BAŞKANLIK, YARI BAŞKANLIK YA DA …?
27.08.2014; İzmir
تَسْلِيمً وَسَلِّمُوا عَلَيْهِ صَلُّوا آمَنُوا الَّذِينَ أَيُّهَا يَا النَّبِيِّ النَّبِيِّ عَلَى يُصَلُّونَ وَمَلَائِكَتَهُ اللَّهَ إِنَّ Ahzab;33/56
İnnallâhe ve melâiketehu yusallûne alen nebiyyi, yâ eyyuhâllezîne âmenû sallû aleyhi ve sellimû teslîmâ(teslîmen).
1. innallâhe (inne allâhe) : muhakkak ki Allah
2. ve melâikete-hu : ve onun melekleri
3. yusallûne : salât ederler
4. alen nebiyyi (alâ en nebiyyi) : peygambere
5. yâ eyyuhâ : ey
6. ellezîne : onlar, o kimseler
7. âmenû : âmenû oldu, Allah'a ulaşmayı diledi
8. sallû : salat edin
9. aleyhi : ona
10. ve sellimû : ve selâm verin, salât edin
11. teslîmen : teslim olarak, selâm ederek
Cuma günleri, iç ezandan önce müezzinin okumasına alıştığımız ve daha önce bir makalemde de kısaca atıfta bulunduğum bu ayet, genellikle yukarıdaki gibi çevrilmektedir. O makalemde Allah, Melek ve Nebi kelimelerinin “SOSYOLOJİK” karşılıklarına dikkat çekmeye çalışmıştım. Sonunda da gücü yeten ve ilgisi olanlardan yardım talep etmiştim. (Tabii, zayıf olan hafızam beni yanıltmıyorsa…)
Yarın, Türkiye için yeni (en azından değişik, alışılmadık) bir dönemin başlangıcı olacak. Cumhurbaşkanının bundan böyle “BAŞKAN” gibi davranacağı söyleniyor. Bu vesile ile bu konuya tekraren dikkat çekmek istedim…
“Allah” kelimesinin özel bir kelime olduğunu, herhangi bir türevi olmadığını ve sadece Allah’ın zatına mahsus/özel olduğunu; fakat ilginç bir şekilde kendisine mahsus/özel olan bu ismi, yine kendisi; (zira Kitabı oluşturan, gönderen odur) başka bir varlık için de kullanmaktadır. Öyle ayetler vardır ki, orada geçen Allah kelimesini, Allah’ın zati ismi olarak alırsanız, anlamsızlık oluşmaktadır.

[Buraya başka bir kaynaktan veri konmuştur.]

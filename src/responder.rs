//! Responder: provider abstraction for sentiment-aware support replies.
//!
//! Providers return `Result`; callers in the chat flow go through
//! [`SafeResponder`], which turns every failure into [`FALLBACK_REPLY`].

use std::sync::Arc;
use std::time::{Duration, Instant};

use async_trait::async_trait;
use metrics::{counter, histogram};
use serde::{Deserialize, Serialize};
use thiserror::Error;
use tracing::{debug, warn};

use crate::knowledge::KnowledgeBase;
use crate::logging::anon_hash;
use crate::metrics::{RESPONDER_DURATION_MS, RESPONDER_FAILURES_TOTAL};
use crate::sentiment::Sentiment;

/// Shown to the user whenever the provider call fails for any reason.
pub const FALLBACK_REPLY: &str =
    "I'm having a little trouble connecting right now. Please try again in a moment.";

pub const DEFAULT_GEMINI_MODEL: &str = "gemini-1.5-flash";
pub const GEMINI_BASE_URL: &str = "https://generativelanguage.googleapis.com";

#[derive(Debug, Error)]
pub enum ResponderError {
    #[error("request failed: {0}")]
    Transport(String),
    #[error("provider returned HTTP {0}")]
    Status(u16),
    #[error("undecodable provider response: {0}")]
    Malformed(String),
    #[error("provider returned no text")]
    Empty,
    #[error("{0}")]
    Unavailable(String),
}

/// Produces one natural-language reply for a user message.
#[async_trait]
pub trait Responder: Send + Sync {
    async fn respond(
        &self,
        text: &str,
        sentiment: Sentiment,
        kb: &KnowledgeBase,
    ) -> Result<String, ResponderError>;

    /// Provider name for diagnostics and metric labels.
    fn provider_name(&self) -> &'static str;
}

pub type DynResponder = Arc<dyn Responder>;

/// Support-persona prompt: user message, detected sentiment and the knowledge context.
pub fn build_prompt(text: &str, sentiment: Sentiment, kb: &KnowledgeBase) -> String {
    format!(
        r#"You are "Sam", an empathetic customer support assistant for an online store. Give helpful answers while looking after the customer's mood.

Customer message: "{text}"
Detected sentiment: {sentiment}

Knowledge base:
{context}

Instructions:
- Negative sentiment: be extra apologetic and reassuring before answering.
- Positive sentiment: be cheerful and encouraging.
- Neutral sentiment: be straightforward and helpful.
- Answer from the knowledge base. If the question is not covered, say politely which topics you can help with.
- Keep it concise. Do not mention that you are an AI and do not talk about sentiment analysis."#,
        context = kb.context(),
    )
}

// ------------------------------------------------------------
// Gemini
// ------------------------------------------------------------

/// Gemini `generateContent` REST provider.
pub struct GeminiResponder {
    http: reqwest::Client,
    api_key: String,
    model: String,
    base_url: String,
}

#[derive(Serialize)]
struct GenerateReq {
    contents: Vec<GenContent>,
    #[serde(rename = "generationConfig")]
    generation_config: GenConfig,
}

#[derive(Serialize, Deserialize)]
struct GenContent {
    #[serde(default)]
    parts: Vec<GenPart>,
}

#[derive(Serialize, Deserialize)]
struct GenPart {
    #[serde(default)]
    text: String,
}

#[derive(Serialize)]
struct GenConfig {
    temperature: f32,
    #[serde(rename = "maxOutputTokens")]
    max_output_tokens: u32,
}

#[derive(Deserialize)]
struct GenerateResp {
    #[serde(default)]
    candidates: Vec<Candidate>,
}

#[derive(Deserialize)]
struct Candidate {
    content: Option<GenContent>,
}

impl GeminiResponder {
    pub fn new(api_key: String, model: Option<&str>, timeout: Duration) -> anyhow::Result<Self> {
        let http = reqwest::Client::builder()
            .user_agent("review-sentiment-desk/0.1")
            .connect_timeout(Duration::from_secs(4))
            .timeout(timeout)
            .build()?;
        Ok(Self {
            http,
            api_key,
            model: model.unwrap_or(DEFAULT_GEMINI_MODEL).to_string(),
            base_url: GEMINI_BASE_URL.to_string(),
        })
    }

    /// Point at a gateway or proxy instead of the public endpoint.
    pub fn with_base_url(mut self, base_url: &str) -> Self {
        self.base_url = base_url.trim_end_matches('/').to_string();
        self
    }

    fn endpoint(&self) -> String {
        format!(
            "{}/v1beta/models/{}:generateContent",
            self.base_url, self.model
        )
    }
}

#[async_trait]
impl Responder for GeminiResponder {
    async fn respond(
        &self,
        text: &str,
        sentiment: Sentiment,
        kb: &KnowledgeBase,
    ) -> Result<String, ResponderError> {
        if self.api_key.is_empty() {
            return Err(ResponderError::Unavailable("missing Gemini API key".into()));
        }

        let req = GenerateReq {
            contents: vec![GenContent {
                parts: vec![GenPart {
                    text: build_prompt(text, sentiment, kb),
                }],
            }],
            generation_config: GenConfig {
                temperature: 0.4,
                max_output_tokens: 256,
            },
        };

        let resp = self
            .http
            .post(self.endpoint())
            .header("x-goog-api-key", &self.api_key)
            .json(&req)
            .send()
            .await
            .map_err(|e| ResponderError::Transport(e.to_string()))?;

        let status = resp.status();
        if !status.is_success() {
            return Err(ResponderError::Status(status.as_u16()));
        }

        let raw = resp
            .bytes()
            .await
            .map_err(|e| ResponderError::Transport(e.to_string()))?;
        let body: GenerateResp =
            serde_json::from_slice(&raw).map_err(|e| ResponderError::Malformed(e.to_string()))?;

        let reply = body
            .candidates
            .into_iter()
            .filter_map(|c| c.content)
            .flat_map(|c| c.parts)
            .map(|p| p.text)
            .collect::<Vec<_>>()
            .join("");
        let reply = reply.trim();
        if reply.is_empty() {
            return Err(ResponderError::Empty);
        }
        Ok(reply.to_string())
    }

    fn provider_name(&self) -> &'static str {
        "gemini"
    }
}

// ------------------------------------------------------------
// Offline providers
// ------------------------------------------------------------

/// Deterministic offline replies: tone line by sentiment plus the closest
/// knowledge-base entry.
#[derive(Debug, Clone, Default)]
pub struct CannedResponder;

const TOPIC_MIN_SIMILARITY: f64 = 0.88;

#[async_trait]
impl Responder for CannedResponder {
    async fn respond(
        &self,
        text: &str,
        sentiment: Sentiment,
        kb: &KnowledgeBase,
    ) -> Result<String, ResponderError> {
        let opener = match sentiment {
            Sentiment::Negative => "I'm really sorry about the trouble, let's get this sorted.",
            Sentiment::Neutral => "Happy to help.",
            Sentiment::Positive => "That's great to hear!",
        };

        let body = match kb.closest_topic(text, TOPIC_MIN_SIMILARITY) {
            Some((_, answer)) => answer.to_string(),
            None => {
                let topics = kb
                    .topics
                    .keys()
                    .map(|k| KnowledgeBase::display_key(k))
                    .collect::<Vec<_>>()
                    .join(", ");
                format!("I can help with questions about {topics}.")
            }
        };
        Ok(format!("{opener} {body}"))
    }

    fn provider_name(&self) -> &'static str {
        "canned"
    }
}

/// Always fails. Exercises the fallback path (`AI_TEST_MODE=error`).
#[derive(Debug, Clone)]
pub struct FailingResponder {
    pub reason: String,
}

impl Default for FailingResponder {
    fn default() -> Self {
        Self {
            reason: "forced provider error".to_string(),
        }
    }
}

#[async_trait]
impl Responder for FailingResponder {
    async fn respond(
        &self,
        _text: &str,
        _sentiment: Sentiment,
        _kb: &KnowledgeBase,
    ) -> Result<String, ResponderError> {
        Err(ResponderError::Unavailable(self.reason.clone()))
    }

    fn provider_name(&self) -> &'static str {
        "failing"
    }
}

// ------------------------------------------------------------
// Fallback wrapper
// ------------------------------------------------------------

/// Infallible front for any provider: failures are logged, counted and
/// replaced by [`FALLBACK_REPLY`].
#[derive(Clone)]
pub struct SafeResponder {
    inner: DynResponder,
}

impl SafeResponder {
    pub fn new(inner: DynResponder) -> Self {
        Self { inner }
    }

    pub fn provider_name(&self) -> &'static str {
        self.inner.provider_name()
    }

    pub async fn reply(&self, text: &str, sentiment: Sentiment, kb: &KnowledgeBase) -> String {
        let provider = self.inner.provider_name();
        let start = Instant::now();
        let result = self.inner.respond(text, sentiment, kb).await;
        histogram!(RESPONDER_DURATION_MS, "provider" => provider)
            .record(start.elapsed().as_secs_f64() * 1000.0);

        match result {
            Ok(reply) => {
                debug!(provider, id = %anon_hash(text), %sentiment, "responder replied");
                reply
            }
            Err(e) => {
                counter!(RESPONDER_FAILURES_TOTAL, "provider" => provider).increment(1);
                warn!(provider, id = %anon_hash(text), error = %e, "responder failed, using fallback reply");
                FALLBACK_REPLY.to_string()
            }
        }
    }
}

#[cfg(test)]
mod tests {
    use super::*;

    #[test]
    fn prompt_carries_message_sentiment_and_context() {
        let kb = KnowledgeBase::default();
        let p = build_prompt("Where is my parcel?", Sentiment::Negative, &kb);
        assert!(p.contains("Customer message: \"Where is my parcel?\""));
        assert!(p.contains("Detected sentiment: Negative"));
        assert!(p.contains("- order tracking: A tracking link"));
    }

    #[tokio::test]
    async fn canned_reply_uses_matching_topic() {
        let kb = KnowledgeBase::default();
        let r = CannedResponder
            .respond("what is your warranty", Sentiment::Neutral, &kb)
            .await
            .unwrap();
        assert!(r.starts_with("Happy to help."));
        assert!(r.contains("1-year limited warranty"));
    }

    #[tokio::test]
    async fn canned_reply_redirects_off_topic() {
        let kb = KnowledgeBase::default();
        let r = CannedResponder
            .respond("do you like jazz", Sentiment::Positive, &kb)
            .await
            .unwrap();
        assert!(r.contains("I can help with questions about"));
        assert!(r.contains("return policy"));
    }

    #[tokio::test]
    async fn safe_responder_swallows_errors() {
        let safe = SafeResponder::new(Arc::new(FailingResponder::default()));
        let kb = KnowledgeBase::default();
        assert_eq!(safe.reply("hi", Sentiment::Neutral, &kb).await, FALLBACK_REPLY);
    }

    #[tokio::test]
    async fn gemini_without_key_is_unavailable() {
        let g = GeminiResponder::new(String::new(), None, Duration::from_secs(1)).unwrap();
        let kb = KnowledgeBase::default();
        let err = g.respond("hi", Sentiment::Neutral, &kb).await.unwrap_err();
        assert!(matches!(err, ResponderError::Unavailable(_)));
    }
}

Oradaki Allah lafızlarını ancak “Topluluk, Kamu, Devlet” olarak alırsanız mantıklı bir cümle çıkmaktadır. Topluluğu da; önce “tüm topluluk”, ama hukuki olarak da onu tam ve yetkili olarak ilzam ve temsil eden kurum olarak “Meclis/Şura/parlamento/v.b.” şeklinde anlarız.
“Melek” ise; (melik (YÖNETİCİ), malik (SAHİP) benzer anlamdadır) devleti, ülkeyi yöneten, yürüten; bugün adına “bürokrat” dediğimiz kimselerdir ve “bürokrasi” dediğimiz kurumdur. Yönetme, Yürütme, Yasama, Yetiştirme Kurumlarının en başından en alt tabakasına kadar, temsil etmeye “yetki almış olan” insanların tamamını kapsayan bir terimdir.
“(En)NEBİ” ise; Başkan, Devlet Başkanı, Cumhur Başkanı demektir. Buradaki belirlilik takısı “ahd” için kabul edilirse bu anlam doğru olur. O zaman bu Nebi; bir tane ve tek Nebi olur ki, bu da yaşayan ve canlı olan ve o devlette en tepede olan; tüm halkın (Bu, meclisin, tüm milleti temsil etmesiyle böyledir), ve bürokrasinin kendisine “salat” ettiği kişidir ve “ellezine amenu olanların” da / ”iman etmiş olan (teşkilatlı) kimselerin” de ona “teslimen teslim (?)” etmeleri emredilmektedir.
“Resul” ise; bu ayette yoktur. O, bugünkü uygulamada yürütmenin/hükümetin başıdır. Ona Başbakan denmektedir.
Bu ayet, yukarıda değindiğim gibi; Cuma günü, Cuma toplantısında, “BAŞKAN”ın minbere çıkıp, hitap edeceğini ve duyuran ve herkesi dinlemeye çağıran “iç ezandan” önce okunur ve herkese devletin yapısını hatırlatır.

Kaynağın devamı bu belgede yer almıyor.